Saturated linkage map construction in Rubus idaeus using genotyping by sequencing and genome-independent imputation
1 Department of Horticulture, Cornell University, New York State Agricultural Experiment Station, Geneva, New York, 14456, USA
2 Sector 18, Chandigarh, UT, 160018, India
3 East Malling Research (EMR), New Road, East Malling, Kent, ME, 19 6BJ, UK
4 Department of Horticulture and Landscape Architecture, Washington State University Puyallup Research and Extension Center, Puyallup, WA, 98372, USA
5 Department of Biology and Biomedical Sciences, Salve Regina University, 100 Ochre Point Ave, Newport, RI, 02840, USA
6 IASMA Research and Innovation Centre, Foundation Edmund Mach, Via E Mach 1, San Michele all’Adige, (TN), 38010, Italy
7 USDA-ARS National Clonal Germplasm Repository, 33447 Peoria Rd, Corvallis, OR, 97333, USA
Citation and License
BMC Genomics 2013, 14:2 doi:10.1186/1471-2164-14-2Published: 16 January 2013
Rapid development of highly saturated genetic maps aids molecular breeding, which can accelerate gain per breeding cycle in woody perennial plants such as Rubus idaeus (red raspberry). Recently, robust genotyping methods based on high-throughput sequencing were developed, which provide high marker density, but result in some genotype errors and a large number of missing genotype values. Imputation can reduce the number of missing values and can correct genotyping errors, but current methods of imputation require a reference genome and thus are not an option for most species.

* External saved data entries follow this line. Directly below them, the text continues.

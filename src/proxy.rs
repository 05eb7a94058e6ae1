// Copyright 2026 The Chatbridge Project
// SPDX-License-Identifier: Apache-2.0

// HTTP surface
//
// Responsibilities:
// - Chat completions endpoint, streaming (SSE) and non-streaming
// - Bearer API-key check and per-client rate limiting
// - Model listing, health and banner endpoints
// - OpenAI-style JSON error bodies
// - 404 for unknown paths

use std::convert::Infallible;
use std::net::SocketAddr;
use std::sync::Arc;

use axum::body::Body;
use axum::extract::{ConnectInfo, State};
use axum::http::{header, HeaderMap, HeaderValue, Request, StatusCode};
use axum::response::{IntoResponse, Response};
use axum::routing::{get, post};
use axum::{Json, Router};
use serde_json::json;
use tokio_stream::StreamExt;

use crate::config::{Config, ModelConfig};
use crate::message::ChatRequest;
use crate::normalize::ArtifactSanitizer;
use crate::ratelimit::{FixedWindowRateLimiter, RateDecision, RateLimiter, Unlimited};
use crate::stream::{NdjsonClassifier, SseEncoder, StreamError, StreamNormalizer};
use crate::upstream::{
    build_inference_payload, InferenceParams, SessionProvider, ThreadKind, Transport,
    UpstreamError,
};

/// Largest request body accepted on `/v1/chat/completions`.
pub const MAX_BODY_BYTES: usize = 10 * 1024 * 1024;

// ---------------------------------------------------------------------------
// Errors
// ---------------------------------------------------------------------------

/// Errors surfaced to clients as `{"error":{"message","type","code"}}`.
#[derive(Debug, thiserror::Error)]
pub enum ApiError {
    #[error("{0}")]
    Unauthorized(String),

    #[error("rate limit exceeded, retry in {retry_after_secs}s")]
    RateLimited { retry_after_secs: u64 },

    #[error("request body is empty")]
    EmptyBody,

    #[error("failed to read request body: {0}")]
    BodyRead(String),

    #[error("request body is not valid JSON: {0}")]
    MalformedJson(String),

    #[error("model not supported: {0}")]
    InvalidModel(String),

    #[error("failed to create conversation thread: {0}")]
    ThreadCreation(UpstreamError),

    #[error("{0}")]
    Upstream(UpstreamError),

    #[error("{0}")]
    Stream(StreamError),

    #[error("unknown path: {0}")]
    NotFound(String),
}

Genotyping by Sequencing (GBS) was used to produce highly saturated maps for a R. idaeus pseudo-testcross progeny. While low coverage and high variance in sequencing resulted in a large number of missing values for some individuals, a novel method of imputation based on maximum likelihood marker ordering from initial marker segregation overcame the challenge of missing values, and made map construction computationally tractable. The two resulting parental maps contained 4521 and 2391 molecular markers spanning 462.7 and 376.6 cM respectively over seven linkage groups. Detection of precise genomic regions with segregation distortion was possible because of map saturation. Microsatellites (SSRs) linked these results to published maps for cross-validation and map comparison.
GBS together with genome-independent imputation provides a rapid method for genetic map construction in any pseudo-testcross progeny. Our method of imputation estimates the correct genotype call of missing values and corrects genotyping errors that lead to inflated map size and reduced precision in marker placement. Comparison of SSRs to published R. idaeus maps showed that the linkage maps constructed with GBS and our method of imputation were robust, and marker positioning reliable. The high marker density allowed identification of genomic regions with segregation distortion in R. idaeus, which may help to identify deleterious alleles that are the basis of inbreeding depression in the species.